*** ENTRIES SUPPLIED Section Begins ***

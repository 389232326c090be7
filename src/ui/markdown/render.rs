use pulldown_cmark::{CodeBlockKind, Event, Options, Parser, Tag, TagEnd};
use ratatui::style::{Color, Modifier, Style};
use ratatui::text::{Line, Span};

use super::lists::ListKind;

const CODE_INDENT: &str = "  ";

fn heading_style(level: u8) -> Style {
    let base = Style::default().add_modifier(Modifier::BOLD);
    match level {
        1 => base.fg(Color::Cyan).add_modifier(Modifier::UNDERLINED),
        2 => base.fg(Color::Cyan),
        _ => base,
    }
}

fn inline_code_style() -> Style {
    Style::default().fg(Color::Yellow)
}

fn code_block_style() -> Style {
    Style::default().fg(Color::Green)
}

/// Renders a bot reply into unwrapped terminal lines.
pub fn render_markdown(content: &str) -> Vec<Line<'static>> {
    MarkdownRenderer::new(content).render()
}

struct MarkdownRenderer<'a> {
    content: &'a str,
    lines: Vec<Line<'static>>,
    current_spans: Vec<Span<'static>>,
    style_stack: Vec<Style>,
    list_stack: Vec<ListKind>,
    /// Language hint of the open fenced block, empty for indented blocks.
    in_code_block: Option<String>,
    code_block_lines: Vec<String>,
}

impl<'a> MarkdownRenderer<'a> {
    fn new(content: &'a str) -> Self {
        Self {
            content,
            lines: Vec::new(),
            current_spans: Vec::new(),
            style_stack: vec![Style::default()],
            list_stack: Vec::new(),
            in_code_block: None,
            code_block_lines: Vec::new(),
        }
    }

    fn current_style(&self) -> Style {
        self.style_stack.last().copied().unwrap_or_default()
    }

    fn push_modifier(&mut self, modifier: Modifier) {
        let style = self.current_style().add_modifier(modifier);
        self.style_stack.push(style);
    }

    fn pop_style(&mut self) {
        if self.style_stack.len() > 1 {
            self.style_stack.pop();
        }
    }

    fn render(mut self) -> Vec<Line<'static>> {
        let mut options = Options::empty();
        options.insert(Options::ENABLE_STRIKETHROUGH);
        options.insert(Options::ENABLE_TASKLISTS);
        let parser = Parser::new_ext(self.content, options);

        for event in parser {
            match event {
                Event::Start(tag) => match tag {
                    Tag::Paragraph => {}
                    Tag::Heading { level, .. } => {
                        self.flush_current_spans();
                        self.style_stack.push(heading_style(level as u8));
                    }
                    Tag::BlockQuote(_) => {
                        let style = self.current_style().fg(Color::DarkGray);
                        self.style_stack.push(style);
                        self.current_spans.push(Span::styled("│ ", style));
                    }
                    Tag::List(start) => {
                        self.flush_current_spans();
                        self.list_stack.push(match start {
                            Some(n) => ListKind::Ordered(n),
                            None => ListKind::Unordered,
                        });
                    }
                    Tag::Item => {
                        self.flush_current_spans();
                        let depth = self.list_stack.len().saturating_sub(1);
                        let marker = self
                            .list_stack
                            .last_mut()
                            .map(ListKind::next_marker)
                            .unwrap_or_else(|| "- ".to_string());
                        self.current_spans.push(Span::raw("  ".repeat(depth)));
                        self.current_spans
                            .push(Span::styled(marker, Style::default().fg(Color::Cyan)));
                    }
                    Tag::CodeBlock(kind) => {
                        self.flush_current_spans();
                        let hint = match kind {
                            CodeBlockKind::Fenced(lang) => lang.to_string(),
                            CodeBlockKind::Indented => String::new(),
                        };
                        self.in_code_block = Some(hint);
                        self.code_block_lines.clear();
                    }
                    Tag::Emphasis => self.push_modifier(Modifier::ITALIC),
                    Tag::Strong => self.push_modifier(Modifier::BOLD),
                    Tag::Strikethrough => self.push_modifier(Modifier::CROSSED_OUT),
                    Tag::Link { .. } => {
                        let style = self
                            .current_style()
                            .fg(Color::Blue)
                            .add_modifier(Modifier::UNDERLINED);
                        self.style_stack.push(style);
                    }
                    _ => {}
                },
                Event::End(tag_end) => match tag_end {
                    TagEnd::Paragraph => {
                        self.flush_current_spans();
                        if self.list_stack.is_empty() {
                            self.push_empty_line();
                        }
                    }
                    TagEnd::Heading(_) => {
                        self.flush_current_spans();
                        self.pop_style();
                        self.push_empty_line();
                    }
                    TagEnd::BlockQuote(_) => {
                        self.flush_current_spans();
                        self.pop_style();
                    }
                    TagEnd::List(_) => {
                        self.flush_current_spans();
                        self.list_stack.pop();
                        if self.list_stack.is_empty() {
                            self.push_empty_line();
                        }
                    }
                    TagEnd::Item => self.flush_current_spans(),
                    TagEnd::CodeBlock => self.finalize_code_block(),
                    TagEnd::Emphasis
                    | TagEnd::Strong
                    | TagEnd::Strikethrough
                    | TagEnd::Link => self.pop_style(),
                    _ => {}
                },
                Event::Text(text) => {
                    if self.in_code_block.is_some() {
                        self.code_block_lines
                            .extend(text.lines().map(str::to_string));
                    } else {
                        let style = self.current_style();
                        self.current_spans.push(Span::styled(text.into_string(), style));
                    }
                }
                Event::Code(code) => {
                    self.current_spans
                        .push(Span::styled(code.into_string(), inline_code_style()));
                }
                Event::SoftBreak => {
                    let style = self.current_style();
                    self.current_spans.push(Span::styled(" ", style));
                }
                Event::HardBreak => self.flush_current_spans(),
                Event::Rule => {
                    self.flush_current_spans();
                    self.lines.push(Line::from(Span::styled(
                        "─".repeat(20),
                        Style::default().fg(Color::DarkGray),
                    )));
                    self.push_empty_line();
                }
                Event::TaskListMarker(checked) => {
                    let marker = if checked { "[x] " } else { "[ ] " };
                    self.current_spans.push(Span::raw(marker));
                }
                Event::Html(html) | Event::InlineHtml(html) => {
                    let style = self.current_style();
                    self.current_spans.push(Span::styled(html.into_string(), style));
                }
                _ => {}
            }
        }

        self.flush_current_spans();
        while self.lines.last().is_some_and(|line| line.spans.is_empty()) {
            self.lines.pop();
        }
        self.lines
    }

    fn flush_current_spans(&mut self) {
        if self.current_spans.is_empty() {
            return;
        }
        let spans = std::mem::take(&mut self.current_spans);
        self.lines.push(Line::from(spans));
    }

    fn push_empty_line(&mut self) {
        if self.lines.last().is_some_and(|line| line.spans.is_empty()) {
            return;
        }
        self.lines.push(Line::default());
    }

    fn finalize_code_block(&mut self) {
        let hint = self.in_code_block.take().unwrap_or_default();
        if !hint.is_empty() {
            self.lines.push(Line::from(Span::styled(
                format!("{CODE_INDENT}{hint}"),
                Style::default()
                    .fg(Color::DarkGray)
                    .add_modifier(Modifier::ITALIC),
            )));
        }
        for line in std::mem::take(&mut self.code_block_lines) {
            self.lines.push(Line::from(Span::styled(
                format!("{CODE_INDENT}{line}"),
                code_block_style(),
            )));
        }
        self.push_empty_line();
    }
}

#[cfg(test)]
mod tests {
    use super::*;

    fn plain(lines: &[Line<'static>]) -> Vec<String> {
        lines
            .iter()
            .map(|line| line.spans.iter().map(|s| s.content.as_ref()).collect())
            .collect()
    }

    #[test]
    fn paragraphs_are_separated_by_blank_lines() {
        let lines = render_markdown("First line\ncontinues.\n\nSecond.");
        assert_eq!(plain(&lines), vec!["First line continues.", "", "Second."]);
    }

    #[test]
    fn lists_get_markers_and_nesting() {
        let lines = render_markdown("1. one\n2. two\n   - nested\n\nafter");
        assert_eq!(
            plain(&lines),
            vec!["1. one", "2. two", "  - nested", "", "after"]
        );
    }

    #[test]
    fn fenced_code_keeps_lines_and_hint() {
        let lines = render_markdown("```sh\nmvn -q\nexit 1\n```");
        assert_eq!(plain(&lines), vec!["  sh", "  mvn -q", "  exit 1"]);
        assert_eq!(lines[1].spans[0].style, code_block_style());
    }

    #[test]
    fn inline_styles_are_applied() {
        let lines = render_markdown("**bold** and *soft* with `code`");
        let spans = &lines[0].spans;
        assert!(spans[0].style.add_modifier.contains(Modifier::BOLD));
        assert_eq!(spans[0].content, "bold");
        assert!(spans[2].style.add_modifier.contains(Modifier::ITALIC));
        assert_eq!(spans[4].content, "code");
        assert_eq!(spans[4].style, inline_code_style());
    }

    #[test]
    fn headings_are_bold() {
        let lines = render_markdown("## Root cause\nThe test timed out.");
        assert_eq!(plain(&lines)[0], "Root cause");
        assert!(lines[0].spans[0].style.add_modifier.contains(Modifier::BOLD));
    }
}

*** ENTRIES SUPPLIED Section Ends ***
*** ENTRIES SUPPLIED Section Begins ***

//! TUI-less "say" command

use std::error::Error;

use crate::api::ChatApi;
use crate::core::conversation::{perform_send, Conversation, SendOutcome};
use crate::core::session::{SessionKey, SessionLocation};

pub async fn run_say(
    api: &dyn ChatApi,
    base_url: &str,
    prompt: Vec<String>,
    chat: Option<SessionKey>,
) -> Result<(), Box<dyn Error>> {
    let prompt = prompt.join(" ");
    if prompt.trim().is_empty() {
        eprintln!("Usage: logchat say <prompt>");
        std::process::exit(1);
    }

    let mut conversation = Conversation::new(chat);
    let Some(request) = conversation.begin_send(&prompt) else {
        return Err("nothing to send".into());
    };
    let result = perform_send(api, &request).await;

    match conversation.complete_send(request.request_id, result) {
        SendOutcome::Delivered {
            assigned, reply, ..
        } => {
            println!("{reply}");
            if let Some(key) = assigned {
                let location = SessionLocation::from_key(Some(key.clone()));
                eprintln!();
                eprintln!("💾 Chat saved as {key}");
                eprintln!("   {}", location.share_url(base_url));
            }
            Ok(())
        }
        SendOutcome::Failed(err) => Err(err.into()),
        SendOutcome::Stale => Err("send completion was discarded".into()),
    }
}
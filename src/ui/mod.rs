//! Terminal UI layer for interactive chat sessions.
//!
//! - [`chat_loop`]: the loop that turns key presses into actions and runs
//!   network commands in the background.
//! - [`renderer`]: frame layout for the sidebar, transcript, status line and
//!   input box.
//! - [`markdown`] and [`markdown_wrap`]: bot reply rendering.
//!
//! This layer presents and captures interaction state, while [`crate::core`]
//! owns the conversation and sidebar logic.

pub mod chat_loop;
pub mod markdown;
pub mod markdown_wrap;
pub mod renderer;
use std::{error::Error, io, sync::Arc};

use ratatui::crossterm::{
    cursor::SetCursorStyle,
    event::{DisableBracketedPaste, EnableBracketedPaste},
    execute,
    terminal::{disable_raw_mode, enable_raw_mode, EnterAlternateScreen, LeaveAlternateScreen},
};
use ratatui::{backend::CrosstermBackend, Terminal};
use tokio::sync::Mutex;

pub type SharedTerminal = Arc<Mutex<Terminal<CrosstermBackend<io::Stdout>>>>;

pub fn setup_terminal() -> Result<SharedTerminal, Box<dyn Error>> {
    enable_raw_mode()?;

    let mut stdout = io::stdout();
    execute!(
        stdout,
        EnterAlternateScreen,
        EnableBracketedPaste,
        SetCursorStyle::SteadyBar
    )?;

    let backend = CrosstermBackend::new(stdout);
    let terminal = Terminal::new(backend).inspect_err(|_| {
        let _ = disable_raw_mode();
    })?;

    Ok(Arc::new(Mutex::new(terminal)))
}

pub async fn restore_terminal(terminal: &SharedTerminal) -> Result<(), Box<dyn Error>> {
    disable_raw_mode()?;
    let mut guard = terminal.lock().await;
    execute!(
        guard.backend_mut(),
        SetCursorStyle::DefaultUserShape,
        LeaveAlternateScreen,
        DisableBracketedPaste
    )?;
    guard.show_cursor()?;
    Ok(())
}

*** ENTRIES SUPPLIED Section Ends ***

■ **BRIEF**
Lines with the string "Root": pick each one out of the material and return it.

■ **EXERCISE ANSWER**
        let lines = render_markdown("## Root cause\nThe test timed out.");
        assert_eq!(plain(&lines)[0], "Root cause");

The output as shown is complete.